▼
//! crates/exam_forge_core/src/presenter.rs
//!
//! Read-only exam view with a single reveal flag.
//!
//! Matching and ordering items are shown in a random order so the layout never
//! gives the answer away. The order comes from a seed chosen per render; the
//! canonical order stored in the exam is never touched.

use chrono::{DateTime, Utc};
use rand::Rng;
use serde::Serialize;

use crate::domain::{Exam, MatchingPair, Question, QuestionKind};
use crate::shuffle::{permutation, render_rng, shuffled};

pub const FILL_BLANK_HINT: &str = "Write your answer in the space provided above.";

/// `A`, `B`, ... `Z`, `AA`, `AB`, ...
pub fn letter_label(index: usize) -> String {
    let mut n = index + 1;
    let mut label = Vec::new();
    while n > 0 {
        let rem = (n - 1) % 26;
        label.push(b'A' + rem as u8);
        n = (n - 1) / 26;
    }
    label.reverse();
    String::from_utf8_lossy(&label).into_owned()
}

pub fn marks_label(marks: u32) -> String {
    if marks == 1 {
        "1 Mark".to_string()
    } else {
        format!("{} Marks", marks)
    }
}

#[derive(Debug, Clone, PartialEq, Eq, Serialize)]
pub struct LabelledItem {
    pub label: String,
    pub text: String,
}

//=========================================================================================
// Matching layout
//=========================================================================================

/// Two columns for a matching question. Column A is numbered in canonical
/// order; column B is lettered by display position.
#[derive(Debug, Clone, PartialEq, Eq)]
pub struct MatchingLayout {
    pub column_a: Vec<LabelledItem>,
    pub column_b: Vec<LabelledItem>,
    /// `{number}-{letter}` for every left item, in canonical order.
    pub key: Vec<String>,
}

impl MatchingLayout {
    /// Right column in canonical order, so the key reads `1-A, 2-B, ...`.
    pub fn canonical(pairs: &[MatchingPair]) -> Self {
        Self::with_order(pairs, (0..pairs.len()).collect())
    }

    pub fn shuffled<R: Rng + ?Sized>(pairs: &[MatchingPair], rng: &mut R) -> Self {
        Self::with_order(pairs, permutation(pairs.len(), rng))
    }

    /// `order[p]` is the canonical index of the pair whose right item is shown at position `p`.
    fn with_order(pairs: &[MatchingPair], order: Vec<usize>) -> Self {
        let column_a = pairs
            .iter()
            .enumerate()
            .map(|(i, pair)| LabelledItem {
                label: (i + 1).to_string(),
                text: pair.left.clone(),
            })
            .collect();

        let column_b = order
            .iter()
            .enumerate()
            .map(|(position, &canonical)| LabelledItem {
                label: letter_label(position),
                text: pairs[canonical].right.clone(),
            })
            .collect();

        let mut display_position = vec![0; pairs.len()];
        for (position, &canonical) in order.iter().enumerate() {
            display_position[canonical] = position;
        }
        let key = display_position
            .iter()
            .enumerate()
            .map(|(i, &position)| format!("{}-{}", i + 1, letter_label(position)))
            .collect();

        Self {
            column_a,
            column_b,
            key,
        }
    }

    pub fn key_line(&self) -> String {
        self.key.join(", ")
    }
}

//=========================================================================================
// View model
//=========================================================================================

#[derive(Debug, Clone, PartialEq, Eq, Serialize)]
#[serde(tag = "kind", rename_all = "snake_case")]
pub enum QuestionBody {
    Choices { options: Vec<LabelledItem> },
    Matching {
        column_a: Vec<LabelledItem>,
        column_b: Vec<LabelledItem>,
    },
    Ordering { items: Vec<String> },
    FillBlank { hint: String },
    Written,
}

#[derive(Debug, Clone, PartialEq, Eq, Serialize)]
#[serde(rename_all = "camelCase")]
pub struct RenderedSolution {
    pub correct_answer: String,
    #[serde(skip_serializing_if = "Option::is_none")]
    pub pairs: Option<String>,
    #[serde(skip_serializing_if = "Option::is_none")]
    pub correct_sequence: Option<Vec<String>>,
    pub explanation: String,
    #[serde(skip_serializing_if = "Option::is_none")]
    pub source_reference: Option<String>,
}

#[derive(Debug, Clone, PartialEq, Eq, Serialize)]
#[serde(rename_all = "camelCase")]
pub struct RenderedQuestion {
    pub number: usize,
    pub id: String,
    pub type_label: String,
    pub marks_label: String,
    pub text: String,
    pub body: QuestionBody,
    #[serde(skip_serializing_if = "Option::is_none")]
    pub solution: Option<RenderedSolution>,
}

#[derive(Debug, Clone, PartialEq, Eq, Serialize)]
#[serde(rename_all = "camelCase")]
pub struct RenderedExam {
    pub id: String,
    pub title: String,
    pub description: String,
    pub duration_minutes: u32,
    pub total_marks: u32,
    #[serde(skip_serializing_if = "Option::is_none")]
    pub created_at: Option<DateTime<Utc>>,
    pub revealed: bool,
    pub questions: Vec<RenderedQuestion>,
}

//=========================================================================================
// Presenter
//=========================================================================================

#[derive(Debug, Clone)]
pub struct ExamPresenter {
    exam: Exam,
    revealed: bool,
}

impl ExamPresenter {
    /// Solutions start hidden.
    pub fn new(exam: Exam) -> Self {
        Self {
            exam,
            revealed: false,
        }
    }

    pub fn exam(&self) -> &Exam {
        &self.exam
    }

    pub fn toggle_reveal(&mut self) -> bool {
        self.revealed = !self.revealed;
        self.revealed
    }

    /// Renders every question. The same seed always yields the same layout.
    pub fn render(&self, seed: u64) -> RenderedExam {
        let mut rng = render_rng(seed);
        let questions = self
            .exam
            .questions
            .iter()
            .enumerate()
            .map(|(i, question)| self.render_question(i + 1, question, &mut rng))
            .collect();

        RenderedExam {
            id: self.exam.id.clone(),
            title: self.exam.title.clone(),
            description: self.exam.description.clone(),
            duration_minutes: self.exam.duration_minutes,
            total_marks: self.exam.total_marks,
            created_at: self.exam.created_at,
            revealed: self.revealed,
            questions,
        }
    }

    fn render_question<R: Rng + ?Sized>(
        &self,
        number: usize,
        question: &Question,
        rng: &mut R,
    ) -> RenderedQuestion {
        let mut matching_key = None;

        let body = match &question.kind {
            QuestionKind::MultipleChoice { options } | QuestionKind::TrueFalse { options } => {
                QuestionBody::Choices {
                    options: options
                        .iter()
                        .enumerate()
                        .map(|(i, option)| LabelledItem {
                            label: letter_label(i),
                            text: option.clone(),
                        })
                        .collect(),
                }
            }
            QuestionKind::Matching { pairs } => {
                let layout = MatchingLayout::shuffled(pairs, rng);
                matching_key = Some(layout.key_line());
                QuestionBody::Matching {
                    column_a: layout.column_a,
                    column_b: layout.column_b,
                }
            }
            QuestionKind::Ordering { items } => QuestionBody::Ordering {
                items: shuffled(items, rng),
            },
            QuestionKind::FillBlank => QuestionBody::FillBlank {
                hint: FILL_BLANK_HINT.to_string(),
            },
            QuestionKind::ShortAnswer | QuestionKind::Essay => QuestionBody::Written,
        };

        let solution = self.revealed.then(|| RenderedSolution {
            correct_answer: question.correct_answer.clone(),
            pairs: matching_key,
            correct_sequence: match &question.kind {
                QuestionKind::Ordering { items } => Some(items.clone()),
                _ => None,
            },
            explanation: question.explanation.clone(),
            source_reference: question.source_reference.clone(),
        });

        RenderedQuestion {
            number,
            id: question.id.clone(),
            type_label: question.question_type().label(),
            marks_label: marks_label(question.marks),
            text: question.text.clone(),
            body,
            solution,
        }
    }
}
▲
## WHAT YOU WILL DO
Which lines of the material contain the string "text"? List each of them.

## RESPONSE TO THIS EXERCISE
    pub text: String,
                text: pair.left.clone(),
                text: pairs[canonical].right.clone(),
    pub text: String,
                            text: option.clone(),
            text: question.text.clone(),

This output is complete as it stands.